И для памяти перечислил мне все прошлые заслуги и героические деяния товарища Паточки.
— Да ну тебя к лешему! — снова прервал я. — Что же нам теперь, молиться на него из-за этих его заслуг, ума-разума у него набираться? Вот уж нет! Игра «А папа сказал» для жизни не годится. — Тут я уничтожающе и язвительно посмотрел на Олдржиха. — А для тебя, как вижу, всякий петушок уже бог, если с высокой жердочки кукарекнет? Даже если его там веревкой подвязали, чтоб не сорвался, — все равно, по-твоему, это он будит день поутру и солнце в небе подымает?
Мои слова покоробили его, но он не ушел, так и стоял, переминаясь с ноги на ногу.
— Слушай, а что тебе здесь делать? Шел бы лучше домой, покопался в саду, злость бы и прошла.
— Домой? — с раздражением воскликнул я. — Домой, на печи лежать? Вот вам чего захотелось, разбойникам! Шалишь! Я не такой дурак, чтоб сидеть сложа руки! Нет, домой я не пойду. Пойду куда-нибудь в другое место.
— И куда же? — полюбопытствовал он.
Я и сам не знал куда. И тут мне пришло в голову, что надо зайти к какой-нибудь «шишке» поважнее, повыше рангом. (Тем более что мы уже шагали в том направлении, как будто ноги несли меня туда сами.)
— Будто не знаешь, где у нас дела решаются.
— Ты что, спятил? Уж не думаешь ли, что Паточка все это выдумал? Они наверняка договорились. Договорились, что так надо.
Я по глазам видел, что он перепуган насмерть. Лицо его побледнело. И ноги отказывались ступать дальше — словно его стреножили. Тревожно бегали глаза. Лоб покрыла испарина: Олдржих не хотел, чтобы нас увидели вместе.
— Мое дело предупредить.
У нас за спиной раздался шум, и к зданию райкома подкатила «Волга». Мы обернулись. Из машины вышел первый секретарь Лойза Ситарж. Мы с ним, как говорится, пуд соли съели: жили на соседних улицах, я — на Жижковской, а он — на Пршемысловой. Часто ссорились: улицы стенкой шли друг на друга.
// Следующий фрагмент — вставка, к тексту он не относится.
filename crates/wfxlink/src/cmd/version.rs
use crate::cmd::VersionArgs;
use crate::exit::{CliResult, SUCCESS};

pub fn run(args: VersionArgs) -> CliResult<i32> {
    if !args.extended {
        println!("wfxlink {}", env!("CARGO_PKG_VERSION"));
        return Ok(SUCCESS);
    }

    println!("name: wfxlink");
    println!("version: {}", env!("CARGO_PKG_VERSION"));
    println!(
        "build_target: {}",
        option_env!("WFXLINK_BUILD_TARGET").unwrap_or("unknown")
    );
    println!("target_os: {}", std::env::consts::OS);
    println!("target_arch: {}", std::env::consts::ARCH);
    println!("features: async={}, cli=true", cfg!(feature = "async"));

    Ok(SUCCESS)
}
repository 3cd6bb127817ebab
use axum::{body::Body, http::StatusCode, response::Response};

#[track_caller]
pub(crate) fn assert_status_ok(response: &Response<Body>) {
    assert_eq!(response.status(), StatusCode::OK);
}

#[track_caller]
pub(crate) fn assert_content_type(response: &Response<Body>, content_type: &str) {
    let content_type_header = response
        .headers()
        .get("content-type")
        .expect("content-type header missing");
    assert_eq!(content_type_header, content_type);
}

#[track_caller]
pub(crate) fn get_header(response: &Response<Body>, header_name: &str) -> String {
    let header_error_message = format!("Headers missing {header_name}");

    response
        .headers()
        .get(header_name)
        .expect(&header_error_message)
        .to_str()
        .expect("Could not convert to str")
        .to_string()
}

#[track_caller]
pub(crate) fn assert_hx_redirect(response: &Response<Body>, endpoint: &str) {
    assert_eq!(get_header(response, "hx-redirect"), endpoint);
}
//! This file defines the templates and a convenience function for creating the navigation bar.

use maud::{Markup, html};

use crate::{endpoints, user::Role};

/// Template for a link in the navigation bar.
///
/// It will change appearance if `is_current` is set to
/// `true`. Only one link should be set as active at any one time.
#[derive(Clone)]
struct Link<'a> {
    url: &'a str,
    title: &'a str,
    is_current: bool,
}

impl Link<'_> {
    fn into_html(self) -> Markup {
        let style = if self.is_current {
            "block py-2 px-3 text-white bg-blue-700 rounded-sm lg:bg-transparent
        lg:text-blue-700 lg:p-0 dark:text-white lg:dark:text-blue-500"
        } else {
            "block py-2 px-3 text-gray-900 rounded-sm hover:bg-gray-100
        lg:hover:bg-transparent lg:border-0 lg:hover:text-blue-700 lg:p-0
        dark:text-white lg:dark:hover:text-blue-500 dark:hover:bg-gray-700
        dark:hover:text-white lg:dark:hover:bg-transparent"
        };

        html!( a href=(self.url) class=(style) aria-current=[self.is_current.then_some("page")] { (self.title) } )
    }
}

pub struct NavBar<'a> {
    links: Vec<Link<'a>>,
}

impl NavBar<'_> {
    /// Get the navigation bar for a user with `role`.
    ///
    /// Administrators also get links to the admin pages.
    /// If a link matches `active_endpoint`, then that link will be
    /// marked as active and displayed differently in the HTML.
    pub fn new(active_endpoint: &str, role: Role) -> NavBar<'_> {
        let mut pages = vec![
            (endpoints::AVAILABILITY_VIEW, "Books"),
            (endpoints::MY_BOOKS_VIEW, "My Books"),
            (endpoints::MY_REPORTS_VIEW, "My Reports"),
        ];

        if role == Role::Admin {
            pages.extend([
                (endpoints::PENDING_VIEW, "Pending"),
                (endpoints::RETURNS_VIEW, "Returns"),
                (endpoints::NEW_BOOK_VIEW, "Add Book"),
            ]);
        }

        let mut links: Vec<Link> = pages
            .into_iter()
            .map(|(url, title)| Link {
                url,
                title,
                is_current: active_endpoint == url,
            })
            .collect();

        links.push(Link {
            url: endpoints::LOG_OUT,
            title: "Log out",
            is_current: false,
        });

        NavBar { links }
    }

    pub fn into_html(self) -> Markup {
        // Template adapted from https://flowbite.com/docs/components/navbar/#default-navbar
        html!(
            nav class="bg-white border-gray-200 dark:bg-gray-900"
            {
                div
                    class="max-w-screen-xl flex flex-wrap items-center justify-between mx-auto p-4"
                {
                    a
                        href=(endpoints::AVAILABILITY_VIEW)
                        class="flex items-center space-x-3 rtl:space-x-reverse"
                    {
                        img
                            src="/static/favicon.svg"
                            alt="Library Logo"
                            class="h-8"
                        ;

                        span
                            class="self-center text-2xl font-semibold whitespace-nowrap dark:text-white"
                        {
                            "Library"
                        }
                    }

                    div class="w-full lg:block lg:w-auto"
                    {
                        ul
                            class="font-medium flex flex-col p-4 lg:p-0 mt-4
                            border border-gray-100 rounded bg-gray-50
                            lg:flex-row lg:space-x-8 rtl:space-x-reverse lg:mt-0
                            lg:border-0 lg:bg-white dark:bg-gray-800
                            lg:dark:bg-gray-900 dark:border-gray-700"
                        {
                            @for link in self.links {
                                li { (link.into_html()) }
                            }
                        }
                    }
                }
            }
        )
    }
}
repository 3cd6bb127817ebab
//! Code for creating the user table and fetching users from the database.

use std::fmt::Display;

use rusqlite::{
    Connection, Row,
    types::{FromSql, FromSqlError, FromSqlResult, ToSql, ToSqlOutput, ValueRef},
};
use serde::{Deserialize, Serialize};

use crate::{Error, PasswordHash};

/// A newtype wrapper for integer user IDs.
///
/// This helps disambiguate user IDs from other types of IDs, leading to better compile time
/// errors, and more flexible generics that can have distinct implementations for multiple ID types.
#[derive(Clone, Copy, Debug, PartialEq, Eq, Serialize, Deserialize, Hash)]
pub struct UserID(i64);

impl UserID {
    /// Create a new user ID.
    pub fn new(id: i64) -> Self {
        Self(id)
    }

    /// Cast the user ID to a 64 bit integer.
    pub fn as_i64(&self) -> i64 {
        self.0
    }
}

impl Display for UserID {
    fn fmt(&self, f: &mut std::fmt::Formatter<'_>) -> std::fmt::Result {
        self.0.fmt(f)
    }
}

/// A validated, non-empty username.
#[derive(Clone, Debug, PartialEq, Eq, Serialize, Deserialize, Hash)]
pub struct Username(String);

impl Username {
    /// Create a username, trimming surrounding whitespace.
    ///
    /// # Errors
    ///
    /// This function will return an [Error::EmptyUsername] if `name` is empty
    /// or only whitespace.
    pub fn new(name: &str) -> Result<Self, Error> {
        let name = name.trim();

        if name.is_empty() {
            Err(Error::EmptyUsername)
        } else {
            Ok(Self(name.to_owned()))
        }
    }

    /// Create a username without validation.
    ///
    /// The caller should ensure that the string is not empty.
    pub fn new_unchecked(name: &str) -> Self {
        Self(name.to_owned())
    }
}

impl AsRef<str> for Username {
    fn as_ref(&self) -> &str {
        &self.0
    }
}

impl Display for Username {
    fn fmt(&self, f: &mut std::fmt::Formatter<'_>) -> std::fmt::Result {
        write!(f, "{}", self.0)
    }
}

/// What a user is allowed to do.
#[derive(Clone, Copy, Debug, PartialEq, Eq, Serialize, Deserialize, Hash)]
#[serde(rename_all = "lowercase")]
pub enum Role {
    /// Browses books, requests issues and returns.
    User,
    /// Everything a user can do plus approving issues, confirming returns and managing the catalog.
    Admin,
}

impl Role {
    /// The role as it is stored in the database.
    pub fn as_str(&self) -> &'static str {
        match self {
            Role::User => "user",
            Role::Admin => "admin",
        }
    }
}

impl Display for Role {
    fn fmt(&self, f: &mut std::fmt::Formatter<'_>) -> std::fmt::Result {
        f.write_str(self.as_str())
    }
}

impl ToSql for Role {
    fn to_sql(&self) -> rusqlite::Result<ToSqlOutput<'_>> {
        Ok(ToSqlOutput::from(self.as_str()))
    }
}

impl FromSql for Role {
    fn column_result(value: ValueRef<'_>) -> FromSqlResult<Self> {
        match value.as_str()? {
            "user" => Ok(Role::User),
            "admin" => Ok(Role::Admin),
            other => Err(FromSqlError::Other(
                format!("invalid role \"{other}\"").into(),
            )),
        }
    }
}

/// A user of the application.
///
/// The caller should ensure that `id` and `username` are unique.
#[derive(Debug, Clone, PartialEq, Serialize, Deserialize)]
pub struct User {
    /// The user's ID in the application database.
    pub id: UserID,
    /// The name the user logs in with.
    pub username: Username,
    /// The user's password hash.
    pub password_hash: PasswordHash,
    /// Whether the user is a plain user or an administrator.
    pub role: Role,
}

/// Create the user table.
///
/// # Errors
///
/// This function will return an error if the SQL query failed.
pub fn create_user_table(connection: &Connection) -> Result<(), rusqlite::Error> {
    connection.execute(
        "CREATE TABLE IF NOT EXISTS user (
                id INTEGER PRIMARY KEY,
                username TEXT NOT NULL UNIQUE,
                password TEXT NOT NULL,
                role TEXT NOT NULL DEFAULT 'user' CHECK (role IN ('user', 'admin'))
                )",
        (),
    )?;

    Ok(())
}

/// Create and insert a new user into the database.
///
/// # Errors
///
/// Returns a:
/// - [Error::DuplicateUsername] if `username` is already taken.
/// - [Error::SqlError] if an SQL related error occurred.
pub fn create_user(
    username: Username,
    password_hash: PasswordHash,
    role: Role,
    connection: &Connection,
) -> Result<User, Error> {
    connection.execute(
        "INSERT INTO user (username, password, role) VALUES (?1, ?2, ?3)",
        (username.as_ref(), password_hash.as_ref(), role),
    )?;

    let id = UserID::new(connection.last_insert_rowid());

    Ok(User {
        id,
        username,
        password_hash,
        role,
    })
}

/// Get the user from the database with an ID equal to `user_id`.
///
/// # Errors
///
/// This function will return an error if:
/// - `user_id` does not belong to a registered user.
/// - there was an error trying to access the store.
pub fn get_user_by_id(user_id: UserID, db_connection: &Connection) -> Result<User, Error> {
    db_connection
        .prepare("SELECT id, username, password, role FROM user WHERE id = :id")?
        .query_row(&[(":id", &user_id.as_i64())], map_row)
        .map_err(|error| error.into())
}

/// Get the user from the database that logs in with `username`.
///
/// # Errors
///
/// This function will return an [Error::NotFound] if no user has the username.
pub fn get_user_by_username(username: &str, db_connection: &Connection) -> Result<User, Error> {
    db_connection
        .prepare("SELECT id, username, password, role FROM user WHERE username = :username")?
        .query_row(&[(":username", &username.trim())], map_row)
        .map_err(|error| error.into())
}

fn map_row(row: &Row) -> Result<User, rusqlite::Error> {
    let raw_id = row.get(0)?;
    let raw_username: String = row.get(1)?;
    let raw_password_hash: String = row.get(2)?;
    let role = row.get(3)?;

    Ok(User {
        id: UserID::new(raw_id),
        username: Username::new_unchecked(&raw_username),
        password_hash: PasswordHash::new_unchecked(&raw_password_hash),
        role,
    })
}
Но мгновенно объединялись, если пахло дракой с сынками торговцев, чиновников или ремесленников. Мы с Лойзой знали друг друга почти с пеленок.
Отца своего Лойза не помнил. Как сейчас вижу — измученный, вечно простуженный, рано утром еще перед школой или поздно вечером везет он с поля срезанную ботву, свеклу или корма… Бежит вприпрыжку, подгоняя хворостиной тощую коровенку, запряженную в повозку («А ну пошевеливайся, чтоб тебя!»). Потом Лойза поступил на фабрику сельхозмашин и выучился на слесаря. Мастер вышел из него толковый. А вот теперь бывший работяга уже четвертый год секретарствует в Роудницком районе.
Увидев меня, Лойза дружески улыбнулся:
— Ну как дела, Мичурин? Давненько мы с тобой не виделись. Куда путь держишь?
— К тебе, — спокойно ответил я, решив использовать эту нечаянную встречу. (Прежде я и не вспоминал о нем, слишком высоко он залетел. Я-то рассчитывал заглянуть к секретарю по сельскому хозяйству Индраку.) — Вот вместе с Олдржихом к тебе идем.
До сих пор не понимаю, зачем я этого осла с собою потащил. Наверное, из зловредности. В эту минуту он побледнел так, словно у него всю кровь из жил выпустили, но уйти не рискнул.
— Пошли, коли так, — согласился Ситарж. — Только придется немного подождать. Да, давненько мы с тобой не виделись. Ладно, я сейчас, только вот кое-какие делишки закончу.
Неважно, что мы почти два часа проторчали в приемной. Я готов был сидеть хоть до утра. Зато Олдржих вертелся как на иголках. Хлопал глазами, вытягивал шею, будто ему воротничок жмет, и злобно шипел:
— Все твоя затея. Меня ты в это дело не впутывай.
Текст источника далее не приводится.